Sully's doing a kickstarter and I backed it. I've also done the guitar body build with him and it would be cool to have him upgrade a lot of stuff to expand what he is doing.

http://kck.st/12rZ6Bn


----------



## patsanger (Dec 8, 2014)

Fretting! Steel!














So happy!


----------



## Purelojik (Dec 8, 2014)

man i really want that craftsman table... looks so sick. mines flimsy as hell


----------



## Renkenstein (Dec 8, 2014)

I've never owned one, but I can immediately imagine several different scenarios where one would be useful...esp since the vise and dogs on my bench don't work well at all.


----------



## patsanger (Dec 8, 2014)

I have the cheap black and decker one and it is quite sturdy... 
I think that one is bigger than mine.


----------



## Blue1970Cutlass (Dec 9, 2014)

Block outline inlays are cool 

Nice to see a few more explorer builds as of late


----------



## patsanger (Dec 10, 2014)

Carving Time!






















About 75% profiled.... wheee!!!!!!

----------
Support Sully's Kickstarter - I did - https://www.kickstarter.com/projects/968033833/sully-guitars-workshop-upgrade


----------



## Renkenstein (Dec 10, 2014)

Unusual lighting for Sully's Garage. Normally the garage door is wide open. Neck carve is looking great, but I expect nothing less from Sully.


----------



## patsanger (Dec 11, 2014)

It was really cold yesterday - so maybe that's why....


----------



## patsanger (Dec 13, 2014)

Updates:
Body - 




Carving the back

















Test fit some random hardware - it will end up nickel - 









neck not glued yet - still some work on the body then glue and off for paint!





So excited!


----------



## Killemall1983 (Dec 13, 2014)

Finally some tune o matic action!


----------



## shikamaru (Dec 14, 2014)

Explorer with reverse headstock = pure win ! this is turning out great !


----------



## patsanger (Dec 15, 2014)

Update! Neck Glued in! Binding and final sanding then off for paint!





----------
Support Sully's Kickstarter - I did - https://www.kickstarter.com/projects...rkshop-upgrade


----------



## Killemall1983 (Dec 15, 2014)

interesting, he glues the neck in with the tenon full size?


----------



## SullyGuitars (Dec 15, 2014)

Nope; I trim it but save the offcut to assist with clamping.


----------



## Killemall1983 (Dec 16, 2014)

That was my second guess.


----------



## patsanger (Jan 11, 2015)

Looking so awesome! From Instagram...


----------



## patsanger (Jan 16, 2015)

Elita 1 & 2 getting worked on. 2 is not mine and is Spanish cedar and light. Sully says he will only build 5 total of these.


----------



## patsanger (Feb 6, 2015)

Update: no pics - sorry! It's been shipped off to get painted. Now it's just some more waiting


----------



## Renkenstein (Feb 6, 2015)

Paint means clearcoat, right?!?


----------



## patsanger (Feb 6, 2015)

Renkenstein said:


> Paint means clearcoat, right?!?



Nope - none more black. The vision on this one was to be a tip of the hat to Pepper, Lita Ford's black Hamer standard from the Runaways. 

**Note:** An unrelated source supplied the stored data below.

//! Query filters for the JSON API endpoints.
//!
//! Filters are validated with the same [`Validator`] the scrapers use, so an
//! invalid filter reports every offending field at once. Query strings are
//! encoded with keys in lexical order and omit zero numbers, `false` flags
//! and empty strings.

use url::form_urlencoded;

use crate::domain::{Genre, OrderBy, Quality, SortBy};
use crate::validate::{ValidationErrors, Validator};

pub const MIN_LIMIT: u32 = 1;
pub const MAX_LIMIT: u32 = 50;
pub const DEFAULT_LIMIT: u32 = 20;
pub const MAX_MINIMUM_RATING: u8 = 9;

/// Sentinel the API accepts for "no quality/genre restriction".
const ANY: &str = "all";

#[derive(Debug, Clone, PartialEq, Eq)]
pub struct SearchMoviesFilters {
    pub limit: u32,
    pub page: u32,
    /// `None` searches every quality.
    pub quality: Option<Quality>,
    pub minimum_rating: u8,
    pub query_term: String,
    /// `None` searches every genre.
    pub genre: Option<Genre>,
    pub sort_by: SortBy,
    pub order_by: OrderBy,
    pub with_rt_ratings: bool,
}

impl Default for SearchMoviesFilters {
    fn default() -> Self {
        Self {
            limit: DEFAULT_LIMIT,
            page: 1,
            quality: None,
            minimum_rating: 0,
            query_term: String::new(),
            genre: None,
            sort_by: SortBy::default(),
            order_by: OrderBy::default(),
            with_rt_ratings: false,
        }
    }
}

impl SearchMoviesFilters {
    pub fn default_for(query_term: impl Into<String>) -> Self {
        Self {
            query_term: query_term.into(),
            ..Self::default()
        }
    }

    pub fn validate(&self) -> Result<(), ValidationErrors> {
        let mut v = Validator::new("SearchMoviesFilters");
        v.range(
            "limit",
            i64::from(self.limit),
            i64::from(MIN_LIMIT),
            i64::from(MAX_LIMIT),
        );
        v.range("page", i64::from(self.page), 1, i64::from(u32::MAX));
        v.range(
            "minimum_rating",
            i64::from(self.minimum_rating),
            0,
            i64::from(MAX_MINIMUM_RATING),
        );
        v.finish()
    }

    pub fn query_string(&self) -> Result<String, ValidationErrors> {
        self.validate()?;

        let quality = self.quality.map_or(ANY, Quality::as_str);
        let genre = self
            .genre
            .map_or_else(|| ANY.to_string(), Genre::query_value);

        Ok(encode(vec![
            ("limit", Param::Int(i64::from(self.limit))),
            ("page", Param::Int(i64::from(self.page))),
            ("quality", Param::Text(quality.to_string())),
            ("minimum_rating", Param::Int(i64::from(self.minimum_rating))),
            ("query_term", Param::Text(self.query_term.clone())),
            ("genre", Param::Text(genre)),
            ("sort_by", Param::Text(self.sort_by.as_str().to_string())),
            ("order_by", Param::Text(self.order_by.as_str().to_string())),
            ("with_rt_ratings", Param::Flag(self.with_rt_ratings)),
        ]))
    }
}

#[derive(Debug, Clone, Copy, PartialEq, Eq)]
pub struct MovieDetailsFilters {
    pub with_images: bool,
    pub with_cast: bool,
}

impl Default for MovieDetailsFilters {
    fn default() -> Self {
        Self {
            with_images: true,
            with_cast: true,
        }
    }
}

impl MovieDetailsFilters {
    /// Query for `movie_details.json`; `movie_id` is checked by the caller.
    pub fn query_string(&self, movie_id: u32) -> String {
        encode(vec![
            ("movie_id", Param::Int(i64::from(movie_id))),
            ("with_images", Param::Flag(self.with_images)),
            ("with_cast", Param::Flag(self.with_cast)),
        ])
    }
}

enum Param {
    Int(i64),
    Flag(bool),
    Text(String),
}

impl Param {
    fn value(self) -> Option<String> {
        match self {
            Param::Int(0) | Param::Flag(false) => None,
            Param::Int(n) => Some(n.to_string()),
            Param::Flag(true) => Some("true".to_string()),
            Param::Text(s) if s.is_empty() => None,
            Param::Text(s) => Some(s),
        }
    }
}

fn encode(params: Vec<(&'static str, Param)>) -> String {
    let mut pairs: Vec<_> = params
        .into_iter()
        .filter_map(|(key, param)| param.value().map(|value| (key, value)))
        .collect();
    pairs.sort_by_key(|(key, _)| *key);

    form_urlencoded::Serializer::new(String::new())
        .extend_pairs(pairs)
        .finish()
}
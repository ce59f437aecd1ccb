pub mod context;
pub mod error;

pub use context::AppContext;
pub use error::{Result, YtsError};
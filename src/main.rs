use clap::Parser;
use tracing_subscriber::{fmt, prelude::*, EnvFilter};

use yts_scraper::app::AppContext;
use yts_scraper::cli::{commands, Cli};

#[tokio::main]
async fn main() -> anyhow::Result<()> {
    let cli = Cli::parse();
    let ctx = AppContext::new(cli.config.as_deref(), cli.debug)?;

    // RUST_LOG wins over the configured default
    let filter =
        EnvFilter::try_from_default_env().unwrap_or_else(|_| EnvFilter::new(ctx.log_filter()));
    tracing_subscriber::registry()
        .with(fmt::layer().with_writer(std::io::stderr))
        .with(filter)
        .init();

    commands::run(&ctx, cli.command).await?;
    Ok(())
}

Sully just happened to get in a whale of a single piece of black limba (which was the wood of choice for the guitar anyway) and I joked that he could angle the body and cut an explorer shape from it. He did it. It's a lovely piece of marbled black limba, but we are sticking to our guns. She will be black.


----------



## Renkenstein (Feb 6, 2015)

*GROAAAAN*

That's ok. Your build, your rules. 

Did you see that CNC he posted on FB? Big boy toys.


----------



## patsanger (Feb 6, 2015)

Yup. That's at a group collective that he belongs to so he can use it without incurring ownership costs. 

Don't worry. Elita 1 will still be beautiful.


----------



## Renkenstein (Feb 7, 2015)

Ahhh...I thought that was a kickstarter purchase.


----------



## patsanger (Feb 7, 2015)

At that size - that would probably be most of the kickstarter


----------



## KnightroExpress (Feb 7, 2015)

If not all of it!


----------



## SullyGuitars (Feb 8, 2015)

Yeah, it'll be black.  I get why some are bummed about that, but I think it'll look awesome when it's all finished. 

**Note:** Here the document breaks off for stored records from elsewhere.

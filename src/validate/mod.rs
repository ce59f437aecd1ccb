//! Field coercion and validation.
//!
//! A [`Validator`] is created per record, every field is run through it, and
//! [`Validator::finish`] returns every failure at once as
//! [`ValidationErrors`]. Validation never stops at the first bad field.

mod rules;

pub use rules::{is_absolute_url, is_rating, leading_token, Validator};

use serde::Serialize;
use std::fmt;

/// Name of the rule a field violated.
#[derive(Debug, Clone, Copy, PartialEq, Eq, Hash, Serialize)]
#[serde(rename_all = "snake_case")]
pub enum Rule {
    Required,
    Integer,
    Url,
    Rating,
    Range,
    Membership,
}

impl Rule {
    pub const fn as_str(self) -> &'static str {
        match self {
            Self::Required => "required",
            Self::Integer => "integer",
            Self::Url => "url",
            Self::Rating => "rating",
            Self::Range => "range",
            Self::Membership => "membership",
        }
    }
}

impl fmt::Display for Rule {
    fn fmt(&self, f: &mut fmt::Formatter<'_>) -> fmt::Result {
        f.write_str(self.as_str())
    }
}

/// One offending field of one record.
#[derive(Debug, Clone, PartialEq, Eq, Serialize, thiserror::Error)]
#[error(
    "failed validation for \"{record}.{field}\" field's \"{rule}:{expected}\" rule, provided value {value:?}"
)]
pub struct FieldError {
    /// Record shape name, e.g. `SiteMovie`.
    pub record: &'static str,
    pub field: String,
    pub rule: Rule,
    pub value: String,
    pub expected: String,
}

/// Every field failure of one record, in the order the fields were checked.
///
/// Never empty when returned as an error.
#[derive(Debug, Clone, PartialEq, Eq, Default, Serialize)]
#[serde(transparent)]
pub struct ValidationErrors(Vec<FieldError>);

impl ValidationErrors {
    pub fn entries(&self) -> &[FieldError] {
        &self.0
    }

    pub fn len(&self) -> usize {
        self.0.len()
    }

    pub fn is_empty(&self) -> bool {
        self.0.is_empty()
    }

    /// Names of the offending fields, in check order.
    pub fn fields(&self) -> Vec<&str> {
        self.0.iter().map(|e| e.field.as_str()).collect()
    }

    /// The failure recorded for `field`, if any.
    pub fn get(&self, field: &str) -> Option<&FieldError> {
        self.0.iter().find(|e| e.field == field)
    }

    pub fn push(&mut self, error: FieldError) {
        self.0.push(error);
    }

    /// `Ok(())` when nothing was collected.
    pub fn into_result(self) -> Result<(), ValidationErrors> {
        if self.0.is_empty() {
            Ok(())
        } else {
            Err(self)
        }
    }
}

impl fmt::Display for ValidationErrors {
    fn fmt(&self, f: &mut fmt::Formatter<'_>) -> fmt::Result {
        for (i, error) in self.0.iter().enumerate() {
            if i > 0 {
                writeln!(f)?;
            }
            write!(f, "{error}")?;
        }
        Ok(())
    }
}

impl std::error::Error for ValidationErrors {}

impl From<Vec<FieldError>> for ValidationErrors {
    fn from(errors: Vec<FieldError>) -> Self {
        Self(errors)
    }
}

#[cfg(test)]
mod tests {
    use super::*;

    fn field_error(field: &str, rule: Rule, value: &str, expected: &str) -> FieldError {
        FieldError {
            record: "TestEmployee",
            field: field.to_string(),
            rule,
            value: value.to_string(),
            expected: expected.to_string(),
        }
    }

    #[test]
    fn test_field_error_message() {
        let error = field_error("salary", Rule::Range, "0", "min=1");
        assert_eq!(
            error.to_string(),
            r#"failed validation for "TestEmployee.salary" field's "range:min=1" rule, provided value "0""#
        );
    }

    #[test]
    fn test_joined_message_is_one_line_per_field() {
        let errors = ValidationErrors::from(vec![
            field_error("name", Rule::Required, "", "non-empty"),
            field_error("salary", Rule::Range, "0", "min=1"),
        ]);

        let rendered = errors.to_string();
        let lines: Vec<_> = rendered.lines().collect();
        assert_eq!(lines.len(), 2);
        assert!(lines[0].contains("TestEmployee.name"));
        assert!(lines[1].contains("TestEmployee.salary"));
        assert_eq!(errors.fields(), vec!["name", "salary"]);
    }

    #[test]
    fn test_into_result() {
        assert!(ValidationErrors::default().into_result().is_ok());

        let errors = ValidationErrors::from(vec![field_error("name", Rule::Required, "", "")]);
        let err = errors.into_result().unwrap_err();
        assert_eq!(err.get("name").map(|e| e.rule), Some(Rule::Required));
    }
}
pub mod api;
pub mod enums;
pub mod site;
pub mod torrent;

pub use api::{
    ApiResponse, BaseResponse, Cast, Meta, Movie, MovieDetails, MovieDetailsData,
    MovieDetailsResponse, MoviePartial, MovieSuggestionsData, MovieSuggestionsResponse,
    SearchMoviesData, SearchMoviesResponse, Torrent,
};
pub use enums::{ClosedSet, Genre, OrderBy, Quality, SortBy, UnknownVariant};
pub use site::{
    CommentsPageMeta, HomePageContentData, HomePageContentResponse, MovieAdditionalDetailsData,
    MovieAdditionalDetailsResponse, MovieCommentsData, MovieCommentsResponse, MovieDirectorData,
    MovieDirectorResponse, MovieReviewsData, MovieReviewsResponse, SiteMovie, SiteMovieBase,
    SiteMovieComment, SiteMovieDirector, SiteMovieReview, SiteResponse, SiteUpcomingMovie,
    TrendingMoviesData, TrendingMoviesResponse,
};
pub use torrent::{magnet_uri, TorrentInfo, TorrentInfoGetter};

Renk, that CNC is massive; there's no way the kickstarter fund would have covered the cost of that behemoth! 

Sully


----------



## patsanger (Mar 24, 2015)

Paint update


----------



## patsanger (Jun 16, 2015)

More pics!
Picking it up on the 29th!






Comparing possible knobs...










It's so beautiful!!!!


----------



## Renkenstein (Jun 17, 2015)

Ok...I'm good with the black paint. 100%

Gorgeous!


----------



## Millul (Jun 17, 2015)

You know what would've been - IMHO, od course - even more epic? "Non more black" top as you went for (gorgeous) and natural back and sides.


----------



## patsanger (Jun 17, 2015)

We talked about the natural back and sides, but we decided that the black limba would have looked off as the dark parts would touch the black and keep it from being a clean line.

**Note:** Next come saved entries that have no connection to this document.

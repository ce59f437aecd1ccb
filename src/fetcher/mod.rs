pub mod http_fetcher;

use async_trait::async_trait;
use url::Url;

use crate::app::Result;

pub use http_fetcher::HttpFetcher;

/// Retrieves raw response bodies. Timeouts and TLS are the implementor's
/// concern; extraction only ever sees the returned bytes.
#[async_trait]
pub trait Fetcher: Send + Sync {
    async fn fetch(&self, url: &Url) -> Result<Vec<u8>>;
}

Also, this was going to be black - that was the plan from the beginning and we stuck with it and it's awesome. <Props to Sully for talking me out of some changes that would have made it less awesome>


----------



## patsanger (Jun 17, 2015)

Sully selfie


----------



## patsanger (Jul 2, 2015)

Elita 1 and 2 hanging around - almost done...





And Elita 1 almost ready to hand over... I should have it next week. This is probably going to be the last pics before an NGD...






Sully has been amazing to work with and his attention to detail has been great.


----------



## patsanger (Jul 2, 2015)

Oops - forgot a cool feature - Sully had a carved bone toggle cover...


----------



## AndruwX (Jul 2, 2015)

That one is so cute.


----------



## pondman (Jul 2, 2015)

What a result  That thing is beautiful.


----------



## patsanger (Jul 3, 2015)

I know - the mirror effect on the black is amazing... can't wait!


----------



## electriceye (Jul 6, 2015)

Sully, is the clear coat you used on this that spray can stuff you like to use? You said it's awesome stuff, but do you still have to buff it out? This axe is sick. And that pup selector??? Da teets.


----------



## SullyGuitars (Jul 7, 2015)

Hey there! 

No, it's not the spraymax 2k urethane that you saw in the headstock video I posted last year. I'm not setup for paint work of any kind anymore, really; this (and its orange metalflake sibling) was painted by Stike at Rowyco Kustoms in North Carolina. He and Mike Learn do my paint work. 

That said, if you want to try the Spraymax 2k cans, they're great, but yes, you'll absolutely need to wetsand and buff it out, just like any other clear coat. Also, please make sure that you've got proper ventilation and protective gear before trying it. 

Sully


----------



## geoffstgermaine (Jul 7, 2015)

Looks like you've got a killer guitar there! Sully, the two guitars are awesome! I'm a bit partial to the metal flake finish though.


----------



## patsanger (Jul 7, 2015)

2 days till delivery... here's Elita 1 (Black) and Elita 2 (Orange Sparkle)






Can't wait to get Elita 1!!!!


----------



## electriceye (Jul 8, 2015)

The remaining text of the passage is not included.